*** Opening of GIVEN INFORMATION ***
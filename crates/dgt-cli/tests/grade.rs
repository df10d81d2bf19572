//! Full-pipeline tests: capture directory in, graded reports out.

use std::path::Path;

use serde_json::json;
use tempfile::TempDir;

use dgt_cli::cli::{GradeArgs, ReportFormatArg};
use dgt_cli::commands::run_grade;
use dgt_model::{GradeStatus, ReasonCode};

fn write_capture(dir: &Path, name: &str, value: &serde_json::Value) {
    std::fs::write(dir.join(name), serde_json::to_string_pretty(value).unwrap()).unwrap();
}

fn sata_hdd_reallocated() -> serde_json::Value {
    json!({
        "device": {"name": "/dev/sda", "protocol": "ATA"},
        "model_name": "ST4000DM004-2CV104",
        "serial_number": "ZFN0FAIL",
        "firmware_version": "0001",
        "rotation_rate": 5400,
        "user_capacity": {"bytes": 4000787030016u64},
        "power_on_time": {"hours": 11000},
        "power_cycle_count": 77,
        "ata_smart_attributes": {"table": [
            {"id": 5, "name": "Reallocated_Sector_Ct", "value": 95, "raw": {"value": 15, "string": "15"}},
            {"id": 197, "name": "Current_Pending_Sector", "value": 100, "raw": {"value": 0, "string": "0"}},
            {"id": 241, "name": "Total_LBAs_Written", "value": 100, "raw": {"value": 1000000, "string": "1000000"}},
            {"id": 242, "name": "Total_LBAs_Read", "value": 100, "raw": {"value": 1000000, "string": "1000000"}}
        ]},
        "ata_smart_self_test_log": {"standard": {"table": [
            {"type": {"value": 1, "string": "Short offline"},
             "status": {"value": 0, "string": "Completed without error", "passed": true},
             "lifetime_hours": 10000}
        ]}}
    })
}

fn nvme_spare_low() -> serde_json::Value {
    json!({
        "device": {"name": "/dev/nvme0", "protocol": "NVMe"},
        "model_name": "Samsung SSD 970 EVO 1TB",
        "serial_number": "S466NB0K1SPARE",
        "firmware_version": "2B2QEXE7",
        "user_capacity": {"bytes": 1000204886016u64},
        "nvme_smart_health_information_log": {
            "temperature": 36,
            "available_spare": 96,
            "percentage_used": 50,
            "data_units_read": 1000000,
            "data_units_written": 1000000,
            "power_cycles": 200,
            "power_on_hours": 9000,
            "media_errors": 0,
            "warning_temp_time": 0,
            "critical_comp_time": 0
        }
    })
}

fn sata_ssd_clean() -> serde_json::Value {
    json!({
        "device": {"name": "/dev/sdb", "protocol": "ATA"},
        "model_name": "Crucial_CT1050MX300SSD1",
        "serial_number": "164314CLEAN",
        "firmware_version": "M0CR060",
        "rotation_rate": 0,
        "user_capacity": {"bytes": 1050214588416u64},
        "power_on_time": {"hours": 20000},
        "ata_smart_attributes": {"table": [
            {"id": 173, "name": "Available_Reservd_Space", "value": 100, "raw": {"value": 17, "string": "17"}},
            {"id": 202, "name": "Percent_Lifetime_Remain", "value": 10, "raw": {"value": 90, "string": "90"}}
        ]},
        "ata_smart_self_test_log": {"standard": {"table": []}}
    })
}

fn sas_hdd_heavy_use() -> serde_json::Value {
    json!({
        "device": {"name": "/dev/sdc", "protocol": "SCSI"},
        "vendor": "HGST",
        "model_name": "HUH721212AL5200",
        "serial_number": "8CJHEAVY",
        "firmware_version": "A21D",
        "rotation_rate": 7200,
        "user_capacity": {"bytes": 12000138625024u64},
        "power_on_time": {"hours": 18000},
        "scsi_grown_defect_list": 0,
        "scsi_error_counter_log": {
            "read": {"gigabytes_processed": "700000.000"},
            "write": {"gigabytes_processed": "500000.000"}
        }
    })
}

fn capture_dir() -> TempDir {
    let dir = TempDir::new().unwrap();
    write_capture(dir.path(), "a-sata-hdd.json", &sata_hdd_reallocated());
    write_capture(dir.path(), "b-nvme.json", &nvme_spare_low());
    write_capture(dir.path(), "c-sata-ssd.json", &sata_ssd_clean());
    std::fs::write(dir.path().join("d-broken.json"), "{ not json").unwrap();
    write_capture(dir.path(), "e-sas-hdd.json", &sas_hdd_heavy_use());
    dir
}

fn grade_args(dir: &Path) -> GradeArgs {
    GradeArgs {
        capture_dir: dir.to_path_buf(),
        output_dir: None,
        format: ReportFormatArg::All,
        per_device: false,
        dry_run: false,
        config: None,
        ignore_sata: false,
        ignore_sas: false,
        ignore_nvme: false,
        workers: 2,
        device_timeout_secs: 10,
        media_error_threshold: None,
        critical_temp_minutes: None,
        warning_temp_minutes: None,
        heavy_use_tb_per_year: None,
    }
}

#[test]
fn grades_a_mixed_capture_directory() {
    let dir = capture_dir();
    let outcome = run_grade(&grade_args(dir.path())).unwrap();
    let devices = outcome.batch.devices();
    assert_eq!(devices.len(), 5);

    // Discovery order is capture filename order.
    let names: Vec<&str> = devices.iter().map(|d| d.device.as_str()).collect();
    assert_eq!(
        names,
        vec!["a-sata-hdd", "b-nvme", "c-sata-ssd", "d-broken", "e-sas-hdd"]
    );

    let sata_hdd = &devices[0];
    assert_eq!(sata_hdd.status, GradeStatus::Fail);
    assert_eq!(sata_hdd.fail_reasons, vec![ReasonCode::ReallocatedHigh]);

    let nvme = &devices[1];
    assert_eq!(nvme.status, GradeStatus::Fail);
    assert_eq!(nvme.fail_reasons, vec![ReasonCode::SpareLow]);

    let sata_ssd = &devices[2];
    assert_eq!(sata_ssd.status, GradeStatus::Pass);
    assert!(sata_ssd.fail_reasons.is_empty());
    assert!(sata_ssd.flag_codes.is_empty());
    let record = sata_ssd.record.as_ref().unwrap();
    assert_eq!(record.percentage_used, Some(90));

    let broken = &devices[3];
    assert_eq!(broken.status, GradeStatus::Error);
    assert_eq!(broken.fail_reasons, vec![ReasonCode::DataReadError]);
    assert!(broken.record.is_none());

    let sas = &devices[4];
    assert_eq!(sas.status, GradeStatus::Pass);
    assert_eq!(sas.flag_codes, vec![ReasonCode::HeavyUse]);
    assert_eq!(sas.display_status(), GradeStatus::Flagged);
    let record = sas.record.as_ref().unwrap();
    assert_eq!(record.power_on_readable.as_deref(), Some("2y 20d 0h"));
    // 1200 TB over 18000 h ~= 584 TB/year
    let rate = record.workload_tb_per_year.unwrap();
    assert!((rate - 584.0).abs() < 0.1, "rate was {rate}");

    assert!(outcome.has_failures());
    assert!(outcome.has_errors());

    // All three report renditions land in <capture_dir>/reports.
    assert_eq!(outcome.report_paths.len(), 3);
    for path in &outcome.report_paths {
        assert!(path.is_file());
        assert!(path.parent().unwrap().ends_with("reports"));
    }
    let csv_text = std::fs::read_to_string(&outcome.report_paths[0]).unwrap();
    assert_eq!(csv_text.lines().count(), 6);
    assert!(csv_text.contains("ZFN0FAIL"));
    assert!(csv_text.contains("DATA_READ_ERROR"));
}

#[test]
fn dry_run_writes_nothing() {
    let dir = capture_dir();
    let mut args = grade_args(dir.path());
    args.dry_run = true;
    let outcome = run_grade(&args).unwrap();
    assert!(outcome.report_paths.is_empty());
    assert!(!dir.path().join("reports").exists());
}

#[test]
fn protocol_ignore_filters_devices() {
    let dir = capture_dir();
    let mut args = grade_args(dir.path());
    args.ignore_nvme = true;
    args.ignore_sas = true;
    args.dry_run = true;
    let outcome = run_grade(&args).unwrap();
    let names: Vec<&str> = outcome
        .batch
        .devices()
        .iter()
        .map(|d| d.device.as_str())
        .collect();
    // The broken capture cannot be protocol-sniffed and is kept; its grade
    // reports the read error instead of being silently dropped.
    assert_eq!(names, vec!["a-sata-hdd", "c-sata-ssd", "d-broken"]);
}

#[test]
fn threshold_overrides_change_verdicts() {
    let dir = TempDir::new().unwrap();
    write_capture(dir.path(), "nvme.json", &nvme_spare_low());
    let mut args = grade_args(dir.path());
    args.dry_run = true;
    // Give the warning-temp rule something to flag and loosen nothing else.
    args.warning_temp_minutes = Some(0);
    let outcome = run_grade(&args).unwrap();
    let device = &outcome.batch.devices()[0];
    // warning_temp_time is 0, threshold 0, condition is strictly-greater:
    // still no flag.
    assert!(device.flag_codes.is_empty());
    assert_eq!(device.status, GradeStatus::Fail);
}

#[test]
fn config_file_feeds_thresholds() {
    let dir = TempDir::new().unwrap();
    write_capture(dir.path(), "sata.json", &sata_hdd_reallocated());
    // Config lives outside the capture directory so it is not mistaken for
    // a capture.
    let config_dir = TempDir::new().unwrap();
    let config_path = config_dir.path().join("thresholds.json");
    std::fs::write(&config_path, r#"{"reallocated_sectors": 20}"#).unwrap();

    let mut args = grade_args(dir.path());
    args.dry_run = true;
    args.config = Some(config_path);
    let outcome = run_grade(&args).unwrap();
    // 15 reallocated sectors no longer exceeds the configured 20.
    assert_eq!(outcome.batch.devices()[0].status, GradeStatus::Pass);
}

#[test]
fn empty_capture_directory_is_a_batch_level_failure() {
    let dir = TempDir::new().unwrap();
    let args = grade_args(dir.path());
    assert!(run_grade(&args).is_err());
}

#[test]
fn per_device_reports_use_identity_stems() {
    let dir = TempDir::new().unwrap();
    write_capture(dir.path(), "nvme.json", &nvme_spare_low());
    let mut args = grade_args(dir.path());
    args.format = ReportFormatArg::Csv;
    args.per_device = true;
    let outcome = run_grade(&args).unwrap();
    assert_eq!(outcome.report_paths.len(), 1);
    let name = outcome.report_paths[0].file_name().unwrap().to_str().unwrap();
    assert!(name.contains("S466NB0K1SPARE"), "got {name}");
}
*** Close of GIVEN INFORMATION ***
- [DIRECTIONS FOR THIS TASK] Count every line of the data above where "join" appears, and give the total only.

- [SOLVED PROBLEM] 4